[Dataset entries]

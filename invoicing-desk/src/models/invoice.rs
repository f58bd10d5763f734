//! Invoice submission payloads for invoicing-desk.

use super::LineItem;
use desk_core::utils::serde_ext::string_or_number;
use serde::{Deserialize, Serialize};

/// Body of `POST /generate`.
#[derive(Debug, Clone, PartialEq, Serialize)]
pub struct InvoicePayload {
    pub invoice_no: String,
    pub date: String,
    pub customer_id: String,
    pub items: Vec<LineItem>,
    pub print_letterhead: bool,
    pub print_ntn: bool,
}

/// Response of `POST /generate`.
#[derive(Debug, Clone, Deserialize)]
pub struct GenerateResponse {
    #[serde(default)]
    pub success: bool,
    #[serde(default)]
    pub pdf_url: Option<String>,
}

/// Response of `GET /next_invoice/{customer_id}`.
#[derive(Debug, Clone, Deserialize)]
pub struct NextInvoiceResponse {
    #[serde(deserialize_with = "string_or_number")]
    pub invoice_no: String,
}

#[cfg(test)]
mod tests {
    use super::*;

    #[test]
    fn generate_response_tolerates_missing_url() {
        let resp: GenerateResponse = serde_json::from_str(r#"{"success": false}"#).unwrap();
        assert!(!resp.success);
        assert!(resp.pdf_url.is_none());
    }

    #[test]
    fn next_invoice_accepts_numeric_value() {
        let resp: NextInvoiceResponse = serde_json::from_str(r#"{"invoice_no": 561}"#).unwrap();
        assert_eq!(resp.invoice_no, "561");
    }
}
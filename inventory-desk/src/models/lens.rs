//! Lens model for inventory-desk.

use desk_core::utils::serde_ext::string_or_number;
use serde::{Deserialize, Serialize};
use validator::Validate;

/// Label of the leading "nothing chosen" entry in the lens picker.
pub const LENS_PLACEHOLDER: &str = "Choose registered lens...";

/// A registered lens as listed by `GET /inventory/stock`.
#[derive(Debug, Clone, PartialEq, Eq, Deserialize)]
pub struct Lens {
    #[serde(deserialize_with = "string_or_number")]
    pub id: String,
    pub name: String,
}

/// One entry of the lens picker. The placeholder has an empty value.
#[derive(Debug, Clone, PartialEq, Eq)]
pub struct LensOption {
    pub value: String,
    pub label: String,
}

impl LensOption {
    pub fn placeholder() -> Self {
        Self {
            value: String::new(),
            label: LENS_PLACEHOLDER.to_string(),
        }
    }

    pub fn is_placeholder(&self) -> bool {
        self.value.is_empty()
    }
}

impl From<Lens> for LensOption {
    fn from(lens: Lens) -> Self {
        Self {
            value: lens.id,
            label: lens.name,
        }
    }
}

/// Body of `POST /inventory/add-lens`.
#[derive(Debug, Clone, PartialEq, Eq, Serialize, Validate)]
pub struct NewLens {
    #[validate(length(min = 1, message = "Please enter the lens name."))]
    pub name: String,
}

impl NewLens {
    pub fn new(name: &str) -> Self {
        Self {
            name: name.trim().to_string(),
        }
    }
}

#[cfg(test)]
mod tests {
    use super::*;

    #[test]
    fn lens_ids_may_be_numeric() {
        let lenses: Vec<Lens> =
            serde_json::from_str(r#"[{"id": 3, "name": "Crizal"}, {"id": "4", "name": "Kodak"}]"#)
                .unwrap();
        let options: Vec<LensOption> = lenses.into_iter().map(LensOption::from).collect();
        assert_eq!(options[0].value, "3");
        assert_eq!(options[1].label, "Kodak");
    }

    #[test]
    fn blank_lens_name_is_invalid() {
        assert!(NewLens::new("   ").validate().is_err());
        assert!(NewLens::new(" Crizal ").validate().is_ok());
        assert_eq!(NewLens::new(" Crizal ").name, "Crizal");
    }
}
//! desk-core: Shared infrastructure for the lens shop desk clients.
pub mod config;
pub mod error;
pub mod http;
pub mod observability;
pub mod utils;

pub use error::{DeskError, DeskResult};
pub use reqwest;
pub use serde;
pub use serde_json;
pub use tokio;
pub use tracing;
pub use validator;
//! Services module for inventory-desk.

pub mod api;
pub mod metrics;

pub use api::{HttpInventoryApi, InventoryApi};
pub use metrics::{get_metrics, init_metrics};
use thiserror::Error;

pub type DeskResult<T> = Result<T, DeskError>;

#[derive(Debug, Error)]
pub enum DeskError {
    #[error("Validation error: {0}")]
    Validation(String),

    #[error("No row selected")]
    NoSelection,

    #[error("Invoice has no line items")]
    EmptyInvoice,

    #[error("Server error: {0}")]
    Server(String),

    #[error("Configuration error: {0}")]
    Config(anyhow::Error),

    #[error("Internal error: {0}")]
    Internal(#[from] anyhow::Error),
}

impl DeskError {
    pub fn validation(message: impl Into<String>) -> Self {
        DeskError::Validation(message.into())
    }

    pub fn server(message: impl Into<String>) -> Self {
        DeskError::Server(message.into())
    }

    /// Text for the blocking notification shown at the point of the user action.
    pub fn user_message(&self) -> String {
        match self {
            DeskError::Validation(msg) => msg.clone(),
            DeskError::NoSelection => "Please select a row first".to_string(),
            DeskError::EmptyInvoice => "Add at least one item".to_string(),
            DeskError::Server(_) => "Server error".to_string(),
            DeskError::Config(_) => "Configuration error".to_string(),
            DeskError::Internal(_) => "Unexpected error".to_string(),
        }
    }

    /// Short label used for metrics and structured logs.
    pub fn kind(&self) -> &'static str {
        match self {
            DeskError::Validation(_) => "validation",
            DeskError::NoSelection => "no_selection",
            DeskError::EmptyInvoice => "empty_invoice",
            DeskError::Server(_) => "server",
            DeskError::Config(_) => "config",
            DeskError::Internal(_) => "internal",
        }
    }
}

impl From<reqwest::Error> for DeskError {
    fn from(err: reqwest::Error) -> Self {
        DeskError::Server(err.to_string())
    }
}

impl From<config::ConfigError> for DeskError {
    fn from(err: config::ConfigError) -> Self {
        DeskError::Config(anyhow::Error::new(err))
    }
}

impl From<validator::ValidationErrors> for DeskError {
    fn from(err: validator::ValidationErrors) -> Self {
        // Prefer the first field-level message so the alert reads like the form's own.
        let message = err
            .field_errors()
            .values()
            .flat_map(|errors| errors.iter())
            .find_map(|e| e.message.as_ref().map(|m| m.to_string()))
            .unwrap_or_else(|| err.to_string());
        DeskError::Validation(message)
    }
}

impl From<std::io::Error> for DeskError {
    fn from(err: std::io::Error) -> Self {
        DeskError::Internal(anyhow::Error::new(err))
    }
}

TASK TO COMPLETE: Find the word "items" in the data and copy out each line where it turns up.

RESULT OF THE EXERCISE:
    pub items: Vec<LineItem>,
    #[error("Invoice has no line items")]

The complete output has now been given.